The Abe administration plans to set a medium-term target to achieve its key fiscal reform goal in fiscal 2020, aiming to reduce the ratio of the primary deficit to gross domestic product to around 1 percent in fiscal 2018, sources said Monday.

The medium-term goal, an improvement from a projected primary balance deficit equivalent to 3.3 percent of nominal GDP in the current fiscal year, is aimed at meeting Japan's international commitment to turn the primary balance into a surplus by fiscal 2020.

The government will examine progress in fiscal 2018 regarding meeting the medium-term target and devise additional revenue and expenditure measures if attaining the goal appears unlikely, the sources said.

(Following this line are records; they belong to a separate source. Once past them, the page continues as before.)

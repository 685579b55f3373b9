//! Post-filter value normalization
//!
//! Raw convolution sums are signed and unbounded; this module maps them back
//! onto displayable 8-bit levels. Three methods: a global linear stretch, a
//! three-level sign classification, and plain clipping. Scaling runs exactly
//! once per filtering call, after all compounding passes.

use image::{Rgba, RgbaImage};
use log::warn;
use ndarray::{Array2, ArrayView2};

use crate::raster::planes::{PlaneKind, RawPlanes};

/// Mid-range output level used when a stretch meets a flat image.
const FLAT_LEVEL: u8 = 128;

/// How raw signed samples map to 8-bit output levels.
#[derive(Debug, Clone, Copy, PartialEq, Eq)]
pub enum ScalingMethod {
    /// Map the global `[min, max]` sample range linearly onto `[0, 255]`
    LinearStretch,
    /// Classify by sign: negative to 0, zero to 128, positive to 255
    ThreeLevel,
    /// Clamp each sample into `[0, 255]`
    Clip,
}

impl Default for ScalingMethod {
    fn default() -> Self {
        ScalingMethod::Clip
    }
}

/// Global sample range over a set of planes.
fn sample_range(planes: &[Array2<i64>]) -> (i64, i64) {
    let samples = || planes.iter().flat_map(|plane| plane.iter().copied());
    let min = samples().min().unwrap_or(0);
    let max = samples().max().unwrap_or(0);
    (min, max)
}

fn stretch(plane: ArrayView2<i64>, min: i64, max: i64) -> Array2<u8> {
    if min == max {
        return Array2::from_elem(plane.dim(), FLAT_LEVEL);
    }
    // Spans wider than i64 are possible, so the subtraction happens in f64
    let span = max as f64 - min as f64;
    plane.map(|&sample| ((sample as f64 - min as f64) * 255.0 / span).round() as u8)
}

fn three_level(plane: ArrayView2<i64>) -> Array2<u8> {
    plane.map(|&sample| match sample {
        s if s < 0 => 0,
        0 => FLAT_LEVEL,
        _ => 255,
    })
}

fn clip(plane: ArrayView2<i64>) -> Array2<u8> {
    plane.map(|&sample| sample.clamp(0, 255) as u8)
}

/// Scale one plane in isolation.
///
/// For `LinearStretch` the range is this plane's own min and max; a flat
/// plane maps to the mid level 128 with a warning.
///
/// # Examples
///
/// ```rust
/// use ndarray::arr2;
/// use quadmask::filter::{scale_plane, ScalingMethod};
///
/// let plane = arr2(&[[-5, 0, 300]]);
/// let scaled = scale_plane(plane.view(), ScalingMethod::Clip);
/// assert_eq!(scaled, arr2(&[[0u8, 0, 255]]));
/// ```
pub fn scale_plane(plane: ArrayView2<i64>, method: ScalingMethod) -> Array2<u8> {
    match method {
        ScalingMethod::LinearStretch => {
            let min = plane.iter().copied().min().unwrap_or(0);
            let max = plane.iter().copied().max().unwrap_or(0);
            if min == max {
                warn!("Flat plane, stretching every sample to {}", FLAT_LEVEL);
            }
            stretch(plane, min, max)
        }
        ScalingMethod::ThreeLevel => three_level(plane),
        ScalingMethod::Clip => clip(plane),
    }
}

/// Scale a working raster into a displayable color buffer.
///
/// `LinearStretch` uses one global range across every plane so that channels
/// stay comparable. Gray rasters replicate the scaled plane into R, G and B
/// with full alpha; RGBA rasters map channel for channel.
///
/// # Arguments
/// * `planes` - Raw signed planes from the convolution engine
/// * `method` - Output mapping
///
/// # Returns
/// * An RGBA buffer with the raster's dimensions
pub fn scale(planes: &RawPlanes, method: ScalingMethod) -> RgbaImage {
    let scaled: Vec<Array2<u8>> = match method {
        ScalingMethod::LinearStretch => {
            let (min, max) = sample_range(planes.planes());
            if min == max {
                warn!(
                    "Flat image (all samples {}), stretching to {}",
                    min, FLAT_LEVEL
                );
            }
            planes
                .planes()
                .iter()
                .map(|plane| stretch(plane.view(), min, max))
                .collect()
        }
        ScalingMethod::ThreeLevel => planes
            .planes()
            .iter()
            .map(|plane| three_level(plane.view()))
            .collect(),
        ScalingMethod::Clip => planes
            .planes()
            .iter()
            .map(|plane| clip(plane.view()))
            .collect(),
    };

    let mut image = RgbaImage::new(planes.width(), planes.height());
    match planes.kind() {
        PlaneKind::Gray => {
            for (x, y, pixel) in image.enumerate_pixels_mut() {
                let level = scaled[0][[y as usize, x as usize]];
                *pixel = Rgba([level, level, level, 255]);
            }
        }
        PlaneKind::Rgba => {
            for (x, y, pixel) in image.enumerate_pixels_mut() {
                let idx = [y as usize, x as usize];
                *pixel = Rgba([scaled[0][idx], scaled[1][idx], scaled[2][idx], scaled[3][idx]]);
            }
        }
    }
    image
}

#[cfg(test)]
mod tests {
    use super::*;
    use ndarray::arr2;

    #[test]
    fn test_clip_bounds() {
        let plane = arr2(&[[-1000, -1, 0, 100, 255, 1000]]);
        assert_eq!(
            scale_plane(plane.view(), ScalingMethod::Clip),
            arr2(&[[0u8, 0, 0, 100, 255, 255]])
        );
    }

    #[test]
    fn test_methods_handle_samples_past_32_bits() {
        // Compounded passes can push raw sums far beyond the 32-bit range;
        // every method still maps them onto 8-bit levels.
        let plane = arr2(&[[-5_000_000_000, 0, 4_278_190_080]]);
        assert_eq!(
            scale_plane(plane.view(), ScalingMethod::Clip),
            arr2(&[[0u8, 0, 255]])
        );
        assert_eq!(
            scale_plane(plane.view(), ScalingMethod::ThreeLevel),
            arr2(&[[0u8, 128, 255]])
        );
        let stretched = scale_plane(plane.view(), ScalingMethod::LinearStretch);
        assert_eq!(stretched[[0, 0]], 0);
        assert_eq!(stretched[[0, 2]], 255);
    }

    #[test]
    fn test_clip_is_idempotent() {
        let planes = RawPlanes::from_parts(vec![arr2(&[[-50, 0], [100, 400]]); 4], PlaneKind::Rgba);
        let once = scale(&planes, ScalingMethod::Clip);
        let twice = scale(&RawPlanes::from_rgba(&once), ScalingMethod::Clip);
        assert_eq!(once, twice);
    }

    #[test]
    fn test_three_level_signs() {
        let plane = arr2(&[[-1, 0, 1], [-1000, 0, 1000]]);
        assert_eq!(
            scale_plane(plane.view(), ScalingMethod::ThreeLevel),
            arr2(&[[0u8, 128, 255], [0, 128, 255]])
        );
    }

    #[test]
    fn test_three_level_reclassifies_on_reapply() {
        // After one pass every sample is 0, 128 or 255; reapplying turns the
        // previous zero class into 128 and everything else into 255. Sign
        // classification cannot be idempotent and this pins that fact.
        let planes = RawPlanes::from_parts(vec![arr2(&[[-9, 0, 9]]); 4], PlaneKind::Rgba);
        let once = scale(&planes, ScalingMethod::ThreeLevel);
        let twice = scale(&RawPlanes::from_rgba(&once), ScalingMethod::ThreeLevel);
        assert_eq!(twice.get_pixel(0, 0).0[0], 128);
        assert_eq!(twice.get_pixel(1, 0).0[0], 255);
        assert_eq!(twice.get_pixel(2, 0).0[0], 255);
    }

    #[test]
    fn test_linear_stretch_endpoints_and_rounding() {
        let plane = arr2(&[[10, 20, 30]]);
        // (20 - 10) * 255 / 20 = 127.5, rounds away from zero to 128
        assert_eq!(
            scale_plane(plane.view(), ScalingMethod::LinearStretch),
            arr2(&[[0u8, 128, 255]])
        );
    }

    #[test]
    fn test_linear_stretch_flat_plane() {
        let plane = arr2(&[[42, 42], [42, 42]]);
        let scaled = scale_plane(plane.view(), ScalingMethod::LinearStretch);
        assert!(scaled.iter().all(|&level| level == 128));
    }

    #[test]
    fn test_stretch_range_is_global_across_planes() {
        let planes = RawPlanes::from_parts(
            vec![
                arr2(&[[0]]),
                arr2(&[[50]]),
                arr2(&[[100]]),
                arr2(&[[100]]),
            ],
            PlaneKind::Rgba,
        );
        let image = scale(&planes, ScalingMethod::LinearStretch);
        // Global range [0, 100]: per-plane stretching would send every
        // channel to 128, the shared range keeps them apart.
        assert_eq!(image.get_pixel(0, 0).0, [0, 128, 255, 255]);
    }

    #[test]
    fn test_gray_reassembly_replicates_channels() {
        let planes = RawPlanes::from_parts(vec![arr2(&[[0, 300]])], PlaneKind::Gray);
        let image = scale(&planes, ScalingMethod::Clip);
        assert_eq!(image.dimensions(), (2, 1));
        assert_eq!(image.get_pixel(0, 0).0, [0, 0, 0, 255]);
        assert_eq!(image.get_pixel(1, 0).0, [255, 255, 255, 255]);
    }

    #[test]
    fn test_default_method_is_clip() {
        assert_eq!(ScalingMethod::default(), ScalingMethod::Clip);
    }
}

The plan will be proposed by private-sector members at a meeting Tuesday of the Council on Economic and Fiscal Policy, as the government's key economic panel starts full-fledged discussions to finalize a new fiscal rehabilitation plan this summer.

It will also be incorporated in the government's medium- to long-term economic and fiscal policy blueprints scheduled to be compiled as early as June.

A deficit in the primary balance means the nation cannot finance government spending other than debt-servicing costs without issuing new bonds.

Under its fiscal rehabilitation plan to turn the primary balance into a surplus, the government plans not to further increase the consumption tax rate after raising the rate by 2 percentage points to 10 percent as scheduled in April 2017.

Instead, the government is seeking to rely on solid economic growth to attain the goal.

On Tuesday, the private-sector members are likely to hammer out a plan to restrain the public burden including social security costs as much as possible, while steadily implementing the government's plan to raise the consumption tax rate to 10 percent.